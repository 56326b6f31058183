//! Security subsystem.
//!
//! # Data Flow
//! ```text
//! Incoming request:
//!     → headers.rs (strip hop-by-hop + Origin before forwarding)
//!     → Pass to upstream
//!
//! Outgoing response:
//!     → headers.rs (strip framing, overlay CORS / security bundles)
//! ```

pub mod headers;
//! HTTP protocol handling subsystem.
//!
//! # Data Flow
//! ```text
//! TCP connection
//!     → server.rs (Axum setup, request ID, tracing)
//!     → middleware/edge.rs (preflight answered here, failures caught here)
//!     → proxy.rs (prefix routes) or 404 fallback
//!     → upstream
//!     → response.rs (relay with CORS overlaid, or JSON error)
//!     → Send to client
//! ```

pub mod middleware;
pub mod proxy;
pub mod request;
pub mod response;
pub mod server;

pub use request::{MakeRequestUuidV4, X_REQUEST_ID};
pub use response::ProxyError;
pub use server::{AppState, HttpServer};
//! Request identification.
//!
//! # Responsibilities
//! - Generate a unique request ID (UUID v4) when the caller sent none
//! - Expose the ID to handlers for logging and upstream propagation
//!
//! # Design Decisions
//! - Request ID added as early as possible for tracing
//! - An `x-request-id` supplied by the caller is kept as-is

use axum::http::{HeaderValue, Request};
use tower_http::request_id::{MakeRequestId, RequestId};
use uuid::Uuid;

/// Header carrying the request ID.
pub const X_REQUEST_ID: &str = "x-request-id";

/// Generates UUID v4 request IDs.
#[derive(Debug, Clone, Copy, Default)]
pub struct MakeRequestUuidV4;

impl MakeRequestId for MakeRequestUuidV4 {
    fn make_request_id<B>(&mut self, _request: &Request<B>) -> Option<RequestId> {
        let id = Uuid::new_v4().to_string();
        HeaderValue::from_str(&id).ok().map(RequestId::new)
    }
}

/// Read the request ID from a request's headers.
pub fn request_id<B>(request: &Request<B>) -> String {
    request
        .headers()
        .get(X_REQUEST_ID)
        .and_then(|v| v.to_str().ok())
        .unwrap_or("unknown")
        .to_string()
}
//! Edge gateway (v1)
//!
//! A CORS-aware reverse proxy built with Tokio and Axum.
//!
//! # Architecture Overview
//!
//! ```text
//!                     ┌───────────────────────────────────────────────────┐
//!                     │                   EDGE GATEWAY                    │
//!                     │                                                   │
//!   Client Request    │  ┌──────────┐   ┌───────────┐   ┌─────────────┐  │
//!   ──────────────────┼─▶│ request  │──▶│   edge    │──▶│    proxy    │──┼──▶ Upstream
//!                     │  │ id/trace │   │ middleware│   │   handler   │  │    (WORKER_URL)
//!                     │  └──────────┘   └─────┬─────┘   └──────┬──────┘  │
//!                     │                       │ OPTIONS → 204  │         │
//!   Client Response   │                       ▼                ▼         │
//!   ◀─────────────────┼─────────────── CORS / security ◀── relay + CORS ◀┼─── Response
//!                     │                                                   │
//!                     │  config · observability · lifecycle · resilience  │
//!                     └───────────────────────────────────────────────────┘
//! ```

use std::path::PathBuf;

use clap::Parser;
use tokio::net::TcpListener;

use edge_gateway::config::loader::{finalize, read_config};
use edge_gateway::config::GatewayConfig;
use edge_gateway::lifecycle::signals::shutdown_on_signal;
use edge_gateway::observability::{logging, metrics};
use edge_gateway::{HttpServer, Shutdown};

#[derive(Parser)]
#[command(name = "edge-gateway")]
#[command(about = "CORS-aware edge gateway forwarding /api to a single upstream", long_about = None)]
struct Args {
    /// TOML configuration file.
    #[arg(short, long, env = "GATEWAY_CONFIG")]
    config: Option<PathBuf>,

    /// Listen address, overriding the config file.
    #[arg(short, long)]
    bind: Option<String>,

    /// Upstream base URL, overriding the config file.
    #[arg(long, env = "WORKER_URL")]
    worker_url: Option<String>,
}

#[tokio::main]
async fn main() -> Result<(), Box<dyn std::error::Error>> {
    let args = Args::parse();

    let mut config = match &args.config {
        Some(path) => read_config(path)?,
        None => GatewayConfig::default(),
    };
    config.apply_overrides(args.bind, args.worker_url);
    let config = finalize(config)?;

    logging::init_logging(&config.observability);

    tracing::info!("edge-gateway v{} starting", env!("CARGO_PKG_VERSION"));
    tracing::info!(
        bind_address = %config.listener.bind_address,
        api_prefix = %config.upstream.api_prefix,
        timeout_ms = config.upstream.timeout_ms,
        "Configuration loaded"
    );

    if config.observability.metrics_enabled {
        match config.observability.metrics_address.parse() {
            Ok(addr) => {
                if let Err(e) = metrics::init_metrics(addr) {
                    tracing::error!(error = %e, "Failed to start metrics exporter");
                }
            }
            Err(_) => tracing::error!(
                metrics_address = %config.observability.metrics_address,
                "Failed to parse metrics address"
            ),
        }
    }

    let listener = TcpListener::bind(&config.listener.bind_address).await?;
    tracing::info!(address = %listener.local_addr()?, "Listening for connections");

    let shutdown = Shutdown::new();
    let server = HttpServer::new(config)?;
    let server_shutdown = shutdown.subscribe();

    tokio::spawn(async move {
        shutdown_on_signal(&shutdown).await;
    });

    server.run(listener, server_shutdown).await?;

    tracing::info!("Shutdown complete");
    Ok(())
}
- - - - -
Description of the task
Search the material above for the word "Failed", and return each line that holds it.

Problem solution
                    tracing::error!(error = %e, "Failed to start metrics exporter");
                "Failed to parse metrics address"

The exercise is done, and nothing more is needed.